Still, Mr. Davis was ready to force the company to redo the anchors in different locations under a NYSUBC inspection regime.

 

In the meantime, the tower owners changed hands without anyone knowing about it, leaving no forwarding contact information. When the attorney for the company appeared before the Planning Board for what he assumed would be a straight-forward permit process he was told of the illegal work and the problem with ownership. The attorney withdrew the permit application.

 

Weeks passed and then Mr. Davis received corroborating information vis-à-vis meeting code for the work already done. Engineered drawings were provided, as were pages of pictures showing every step of the installation process. So, too was a letter provided by the company stating its position that the 2012 Middle Class Tax Relief legislation, particularly section 6409 rendered the NYSUBC inspection process null and void. You see, in their infinite wisdom (yes, I'm being facetious) the US Congress passed a law with a clause allowing Telecom companies to avoid local review. Of course, Congress didn't define terms so all of America is left to wonder just how much control has been lost at the local level.

 

Seeing as the company provided this evidence and seeing as the company maintains it didn't have to go through the process at all, Mr.
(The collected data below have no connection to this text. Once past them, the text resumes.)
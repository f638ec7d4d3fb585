// =============================================================================
// Technical Indicators Module
// =============================================================================
//
// Pure, side-effect-free rolling-window indicators. Every function takes a
// close-price slice and returns a vector aligned 1:1 with it, using `None`
// for periods without enough history. Missing is never reported as zero.

pub mod returns;
pub mod rolling;
pub mod rsi;
pub mod sma;
pub mod volatility;

use serde::Serialize;

pub use returns::calculate_daily_returns;
pub use rsi::{calculate_rsi, rsi_zone, RsiZone};
pub use sma::calculate_sma;
pub use volatility::calculate_volatility;

/// Column name of the RSI series.
pub const RSI_COLUMN: &str = "RSI";
/// Column name of the day-over-day return series.
pub const DAILY_RETURNS_COLUMN: &str = "Daily Returns";
/// Column name of the rolling volatility series.
pub const VOLATILITY_COLUMN: &str = "Volatility";

/// Column name of an SMA series, e.g. `SMA_20`.
pub fn sma_column(window: usize) -> String {
    format!("SMA_{window}")
}

/// A named indicator column aligned with its source price series.
#[derive(Debug, Clone, PartialEq, Serialize)]
pub struct DerivedSeries {
    pub name: String,
    pub values: Vec<Option<f64>>,
}

impl DerivedSeries {
    pub fn new(name: impl Into<String>, values: Vec<Option<f64>>) -> Self {
        Self {
            name: name.into(),
            values,
        }
    }

    /// Most recent defined value.
    pub fn latest(&self) -> Option<f64> {
        latest_value(&self.values)
    }
}

/// Last defined entry of an aligned series.
pub fn latest_value(values: &[Option<f64>]) -> Option<f64> {
    values.iter().rev().find_map(|v| *v)
}
// =============================================================================
// Simple Moving Average (SMA)
// =============================================================================
//
//   SMA_t = (close_{t-n+1} + ... + close_t) / n
//
// Unweighted trailing mean. The dashboard draws 20, 50 and 200-period SMAs on
// top of the close line.
// =============================================================================

use super::rolling::{defined, mean, rolling};

/// Compute the SMA series for `closes` over a trailing `window`.
///
/// Output is aligned with `closes`: entry `i` is defined for
/// `i >= window - 1`. A series shorter than `window` (or `window == 0`)
/// yields an all-missing vector of the same length.
pub fn calculate_sma(closes: &[f64], window: usize) -> Vec<Option<f64>> {
    rolling(&defined(closes), window, mean)
}
// =============================================================================
// Rolling Volatility
// =============================================================================
//
// Sample standard deviation of daily returns over a trailing window. Not
// annualised. Because the first return is missing, the first defined value
// sits at index `window` rather than `window - 1`.
// =============================================================================

use super::returns::calculate_daily_returns;
use super::rolling::{rolling, sample_std};

/// Rolling sample standard deviation of the daily returns of `closes`.
pub fn calculate_volatility(closes: &[f64], window: usize) -> Vec<Option<f64>> {
    rolling(&calculate_daily_returns(closes), window, sample_std)
}
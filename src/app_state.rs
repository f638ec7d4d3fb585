// =============================================================================
// Central Application State: Dashboard Service
// =============================================================================
//
// Shared by every request handler via `Arc<AppState>`. Holds the immutable
// service settings, the market-data source, and the live dashboard sessions.
//
// Thread safety:
//   - Atomic counters for lock-free render statistics.
//   - parking_lot::RwLock for the session map. Locks are never held across an
//     `.await`: handlers clone a session out, update it, and store it back.
// =============================================================================

use std::collections::HashMap;
use std::sync::atomic::{AtomicU64, Ordering};
use std::sync::Arc;

use parking_lot::RwLock;
use tracing::{debug, info};
use uuid::Uuid;

use crate::dashboard::Session;
use crate::engine::IndicatorEngine;
use crate::error::SessionStoreError;
use crate::market_data::MarketDataSource;
use crate::runtime_config::{DashboardConfig, ServiceConfig};
use crate::view::{render_with, DashboardData, DashboardView};

pub struct AppState {
    pub config: ServiceConfig,
    pub engine: IndicatorEngine,
    pub source: Arc<dyn MarketDataSource>,

    sessions: RwLock<HashMap<Uuid, Session>>,

    /// Total views rendered since start-up.
    renders: AtomicU64,

    /// Instant when the service was started. Used for uptime reporting.
    pub start_time: std::time::Instant,
}

impl AppState {
    pub fn new(config: ServiceConfig, source: Arc<dyn MarketDataSource>) -> Self {
        let engine = IndicatorEngine::new(config.indicators.clone());
        Self {
            config,
            engine,
            source,
            sessions: RwLock::new(HashMap::new()),
            renders: AtomicU64::new(0),
            start_time: std::time::Instant::now(),
        }
    }

    /// Options a new dashboard starts with.
    pub fn default_dashboard(&self) -> DashboardConfig {
        self.config.defaults.clone()
    }

    // ── Rendering ───────────────────────────────────────────────────────

    pub fn render(&self, config: &DashboardConfig, data: &DashboardData) -> DashboardView {
        self.renders.fetch_add(1, Ordering::Relaxed);
        render_with(&self.engine, config, data)
    }

    pub fn render_count(&self) -> u64 {
        self.renders.load(Ordering::Relaxed)
    }

    // ── Sessions ────────────────────────────────────────────────────────

    /// Store a new session, evicting the oldest ones beyond `max_sessions`.
    pub fn insert_session(&self, session: Session) {
        let mut sessions = self.sessions.write();
        let cap = self.config.max_sessions.max(1);
        while sessions.len() >= cap {
            let oldest = sessions
                .values()
                .min_by_key(|s| s.updated_at)
                .map(|s| s.id);
            match oldest {
                Some(id) => {
                    sessions.remove(&id);
                    info!(session = %id, "session evicted (capacity reached)");
                }
                None => break,
            }
        }
        debug!(session = %session.id, "session stored");
        sessions.insert(session.id, session);
    }

    /// Snapshot of a session.
    pub fn session(&self, id: &Uuid) -> Option<Session> {
        self.sessions.read().get(id).cloned()
    }

    /// Write back a session updated from a snapshot.
    ///
    /// Every update bumps the revision by exactly one, so the write is only
    /// accepted when it directly follows the stored revision. A session
    /// deleted meanwhile is not resurrected.
    pub fn store_session(&self, session: Session) -> Result<(), SessionStoreError> {
        let mut sessions = self.sessions.write();
        let current = sessions
            .get_mut(&session.id)
            .ok_or(SessionStoreError::NotFound(session.id))?;
        if current.revision + 1 != session.revision {
            return Err(SessionStoreError::Conflict {
                id: session.id,
                stored: current.revision,
                base: session.revision.saturating_sub(1),
            });
        }
        *current = session;
        Ok(())
    }

    pub fn remove_session(&self, id: &Uuid) -> bool {
        self.sessions.write().remove(id).is_some()
    }

    pub fn session_count(&self) -> usize {
        self.sessions.read().len()
    }
}
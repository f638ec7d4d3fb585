// =============================================================================
// Daily Return
// =============================================================================
//
//   r_t = (close_t - close_{t-1}) / close_{t-1}
//
// The first entry has no predecessor and is missing. A zero previous close
// gives a missing entry, never an error.

/// Period-over-period percentage change of `closes` (as a fraction).
pub fn calculate_daily_returns(closes: &[f64]) -> Vec<Option<f64>> {
    if closes.is_empty() {
        return Vec::new();
    }

    let mut out = Vec::with_capacity(closes.len());
    out.push(None);
    out.extend(closes.windows(2).map(|w| {
        let (prev, cur) = (w[0], w[1]);
        if prev == 0.0 {
            return None;
        }
        let r = (cur - prev) / prev;
        r.is_finite().then_some(r)
    }));
    out
}
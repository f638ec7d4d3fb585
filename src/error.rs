// =============================================================================
// Domain error types
// =============================================================================
//
// Typed errors for the data model, the market-data fetch and request-parameter
// parsing. Application plumbing (config files, CSV buffers, startup) keeps
// using `anyhow` with context strings.
// =============================================================================

use thiserror::Error;
use uuid::Uuid;

/// Violations of the `PriceSeries` invariants.
#[derive(Debug, Clone, PartialEq, Error)]
pub enum SeriesError {
    #[error("timestamp at row {index} is not after the previous row")]
    NonIncreasingTimestamp { index: usize },

    #[error("{field} at row {index} must be positive and finite, got {value}")]
    InvalidPrice {
        index: usize,
        field: &'static str,
        value: f64,
    },
}

/// Failure of the market-data collaborator. Every variant is shown to the
/// user as a notice; none of them is fatal.
#[derive(Debug, Error)]
pub enum FetchError {
    #[error("ticker symbol is empty")]
    EmptyTicker,

    #[error("request failed: {0}")]
    Transport(#[from] reqwest::Error),

    #[error("market data service returned HTTP {status}: {body}")]
    Status { status: u16, body: String },

    #[error("{code}: {description}")]
    Upstream { code: String, description: String },

    #[error("no data returned for {0}")]
    NoData(String),

    #[error("malformed response: {0}")]
    Malformed(String),

    #[error("invalid price data: {0}")]
    InvalidSeries(#[from] SeriesError),
}

/// Rejected user input (query parameters, event payloads).
#[derive(Debug, Clone, PartialEq, Error)]
pub enum QueryError {
    #[error("unknown timeframe '{0}' (expected one of 1d, 5d, 1mo, 3mo, 6mo, 1y, 5y, max)")]
    UnknownTimeframe(String),

    #[error("unknown feature '{0}'")]
    UnknownFeature(String),

    #[error("invalid {field} date '{value}' (expected YYYY-MM-DD)")]
    InvalidDate { field: &'static str, value: String },

    #[error("start date {start} must be before end date {end}")]
    EmptyRange { start: String, end: String },

    #[error("'period' cannot be combined with 'start'/'end'")]
    ConflictingWindow,
}

/// Refused write-back of an updated session.
#[derive(Debug, Clone, PartialEq, Error)]
pub enum SessionStoreError {
    #[error("session {0} not found")]
    NotFound(Uuid),

    #[error("session {id} was changed by another request (stored revision {stored}, update based on revision {base})")]
    Conflict { id: Uuid, stored: u64, base: u64 },
}

#[cfg(test)]
mod tests {
    use super::*;

    #[test]
    fn fetch_error_messages_are_user_facing() {
        let err = FetchError::Upstream {
            code: "Not Found".into(),
            description: "No data found, symbol may be delisted".into(),
        };
        assert_eq!(
            err.to_string(),
            "Not Found: No data found, symbol may be delisted"
        );

        let err: FetchError = SeriesError::NonIncreasingTimestamp { index: 3 }.into();
        assert_eq!(
            err.to_string(),
            "invalid price data: timestamp at row 3 is not after the previous row"
        );
    }

    #[test]
    fn query_error_names_the_bad_value() {
        let err = QueryError::UnknownTimeframe("2w".into());
        assert!(err.to_string().starts_with("unknown timeframe '2w'"));
    }
}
Davis was left in the unenviable position of having to decide what, in reality, would be gained by making the company redo what was done. In this case, it would have been highly probable that a lawsuit would have been initiated by AT&T against the town.

 

As Mr. Davis was in possession of the submitted data proving that the work had met code (there was even a core sample test done of the concrete and it was found to exceed code standards) what more could be expected? Again, to have forced the issue would've likely been seen as punitive and  a lawsuit that the town was very unlikely to win would've resulted costing the taxpayers quite a bit of money.

Had the above mentioned evidence not been supplied to our Code Enforcement Officer, Mr. Davis would surely have ordered the work redone.